Husk soon learns that Matthews’ The Order is an even more radically violent offshoot of the latter, and the film’s third act will eventually bring the two men face-to-face in a confrontation foreshadowing the FBI’s siege on Waco, Texas, almost a decade later. Even if it’s fairly predictable to see where things are headed by that point, knowing that they occurred in the U.S. only a short time ago — with onscreen titles providing actual dates and locations — lends a chilling and meaningful layer to the action.
In one of his better recent performances, Laws embodies Husk’s world-weary, addictive drive with plenty of charismatic stoicism. Gone is the British golden boy with the perfect smile, replaced here by a hard-drinking, handlebar-mustached federal agent who may already be past his prime — as evidenced by a sizeable chest scar following open heart surgery.
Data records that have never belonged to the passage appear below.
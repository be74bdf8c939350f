// Lookup Cache - memoized foreign-key resolution for one run
//
// Organization name -> id and external project slug -> internal slug. Hits and
// misses are both remembered; each distinct miss is reported exactly once even
// when many workers ask for it at the same time.

use parking_lot::Mutex;
use std::collections::{HashMap, HashSet};
use tracing::{debug, warn};

use crate::error::StoreError;
use crate::store::Store;

#[derive(Debug, Clone, Copy, PartialEq, Eq, Hash)]
pub enum RefKind {
    Organization,
    ProjectSlug,
}

/// A reference that never resolved during the run.
#[derive(Debug, Clone, PartialEq, Eq, Hash)]
pub struct MissingRef {
    pub kind: RefKind,
    pub key: String,
}

#[derive(Default)]
struct CacheState {
    organizations: HashMap<String, i64>,
    slugs: HashMap<String, String>,
    missing: HashSet<MissingRef>,
    /// Same entries as `missing`, in the order they were first reported.
    reported: Vec<MissingRef>,
}

impl CacheState {
    fn is_missing(&self, kind: RefKind, key: &str) -> bool {
        self.missing.contains(&MissingRef {
            kind,
            key: key.to_string(),
        })
    }

    fn note_miss(&mut self, kind: RefKind, key: &str) {
        let miss = MissingRef {
            kind,
            key: key.to_string(),
        };
        if self.missing.insert(miss.clone()) {
            match kind {
                RefKind::Organization => warn!("Organization not found in store: {}", key),
                RefKind::ProjectSlug => warn!("Project slug not found in store: {}", key),
            }
            self.reported.push(miss);
        }
    }
}

#[derive(Default)]
pub struct LookupCache {
    state: Mutex<CacheState>,
}

impl LookupCache {
    pub fn new() -> Self {
        Self::default()
    }

    /// Resolve an organization name to its id. `Ok(None)` when unknown.
    pub fn organization_id(
        &self,
        store: &dyn Store,
        name: &str,
    ) -> Result<Option<i64>, StoreError> {
        {
            let state = self.state.lock();
            if let Some(id) = state.organizations.get(name) {
                debug!("org found in cache {} -> {}", name, id);
                return Ok(Some(*id));
            }
            if state.is_missing(RefKind::Organization, name) {
                return Ok(None);
            }
        }

        let found = store.organization_id(name)?;

        let mut state = self.state.lock();
        match found {
            Some(id) => {
                debug!("org found in store {} -> {}", name, id);
                state.organizations.insert(name.to_string(), id);
            }
            None => state.note_miss(RefKind::Organization, name),
        }
        Ok(found)
    }

    /// Resolve an external project slug to the store's own slug.
    pub fn internal_slug(
        &self,
        store: &dyn Store,
        external_slug: &str,
    ) -> Result<Option<String>, StoreError> {
        {
            let state = self.state.lock();
            if let Some(slug) = state.slugs.get(external_slug) {
                debug!("slug found in cache {} -> {}", external_slug, slug);
                return Ok(Some(slug.clone()));
            }
            if state.is_missing(RefKind::ProjectSlug, external_slug) {
                return Ok(None);
            }
        }

        let found = store.internal_slug(external_slug)?;

        let mut state = self.state.lock();
        match &found {
            Some(slug) => {
                debug!("slug found in store {} -> {}", external_slug, slug);
                state.slugs.insert(external_slug.to_string(), slug.clone());
            }
            None => state.note_miss(RefKind::ProjectSlug, external_slug),
        }
        Ok(found)
    }

    /// Distinct unresolved references, in first-seen order.
    pub fn missing(&self) -> Vec<MissingRef> {
        self.state.lock().reported.clone()
    }

    pub fn missing_keys(&self, kind: RefKind) -> Vec<String> {
        self.state
            .lock()
            .reported
            .iter()
            .filter(|m| m.kind == kind)
            .map(|m| m.key.clone())
            .collect()
    }
}

#[cfg(test)]
mod tests {
    use super::*;
    use crate::test_support::{seeded_store, CountingStore};
    use std::sync::Barrier;

    #[test]
    fn test_hit_is_cached() {
        let store = CountingStore::new(seeded_store());
        let cache = LookupCache::new();

        let first = cache.organization_id(&store, "Acme").unwrap();
        let second = cache.organization_id(&store, "Acme").unwrap();

        assert!(first.is_some());
        assert_eq!(first, second);
        assert_eq!(store.lookups(), 1);
        assert!(cache.missing().is_empty());
    }

    #[test]
    fn test_slug_resolution() {
        let store = CountingStore::new(seeded_store());
        let cache = LookupCache::new();

        assert_eq!(
            cache.internal_slug(&store, "sf-kubernetes").unwrap(),
            Some("cncf/kubernetes".to_string())
        );
        assert_eq!(cache.internal_slug(&store, "sf-unknown").unwrap(), None);
        assert_eq!(cache.internal_slug(&store, "sf-unknown").unwrap(), None);

        assert_eq!(store.lookups(), 2);
        assert_eq!(cache.missing_keys(RefKind::ProjectSlug), vec!["sf-unknown"]);
        assert!(cache.missing_keys(RefKind::Organization).is_empty());
    }

    #[test]
    fn test_concurrent_miss_reported_once() {
        let store = seeded_store();
        let cache = LookupCache::new();
        let barrier = Barrier::new(50);

        std::thread::scope(|s| {
            for _ in 0..50 {
                s.spawn(|| {
                    barrier.wait();
                    assert_eq!(cache.organization_id(&store, "Nowhere Inc").unwrap(), None);
                });
            }
        });

        assert_eq!(
            cache.missing(),
            vec![MissingRef {
                kind: RefKind::Organization,
                key: "Nowhere Inc".to_string()
            }]
        );
    }
}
Sheridan provides the film’s one emotional hook as a cop who learns to be bad so he can do some good, compromising his family’s sanctity in order to take down Matthews and his gang. Smollett is also strong as an FBI officer who has Husk’s back but criticizes his failure to collaborate. And Hoult is altogether convincing as The Order’s fearless and reckless leader, staging daring robberies to fund what he believes is the only cause that matters.
The echoes between events in the film and what’s been happening in the U.S. since the 2016 presidential election are impossible to miss. And although DP Adam Arkapaw and production designer Karen Murphy’s uncanny recreations of ‘80s-era Washington are impressive to behold, there are moments when you start to wonder if the story is taking place then or now.
Narrating the action, in a minimal sense, is standup comic and podcaster Marc Maron, playing the Jewish talk show host Alan Berg, who was murdered by one of Matthews’ acolytes back in 1983. Berg’s refusal to accept the far-right rhetoric emerging around him would be his death sentence, and The Order leaves us questioning where we stand 40 years later, in an even more divided country that’s still armed to the teeth.